[Material for the task Boundary: Start]
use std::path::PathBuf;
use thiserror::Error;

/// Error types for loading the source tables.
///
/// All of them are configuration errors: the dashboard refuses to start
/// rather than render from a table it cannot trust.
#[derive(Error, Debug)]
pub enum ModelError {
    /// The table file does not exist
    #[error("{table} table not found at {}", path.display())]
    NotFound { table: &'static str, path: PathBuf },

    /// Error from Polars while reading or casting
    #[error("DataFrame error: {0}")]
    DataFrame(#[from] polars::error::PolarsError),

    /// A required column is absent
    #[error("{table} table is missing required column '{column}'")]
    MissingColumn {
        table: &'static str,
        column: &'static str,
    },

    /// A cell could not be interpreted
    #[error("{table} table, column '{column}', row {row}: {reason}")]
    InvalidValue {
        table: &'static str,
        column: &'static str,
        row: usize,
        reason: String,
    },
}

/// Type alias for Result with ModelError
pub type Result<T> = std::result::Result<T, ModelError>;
[Material for the task Boundary: End]
Problem to solve> Write only the number of lines above that contain "ModelError".

Task output> 3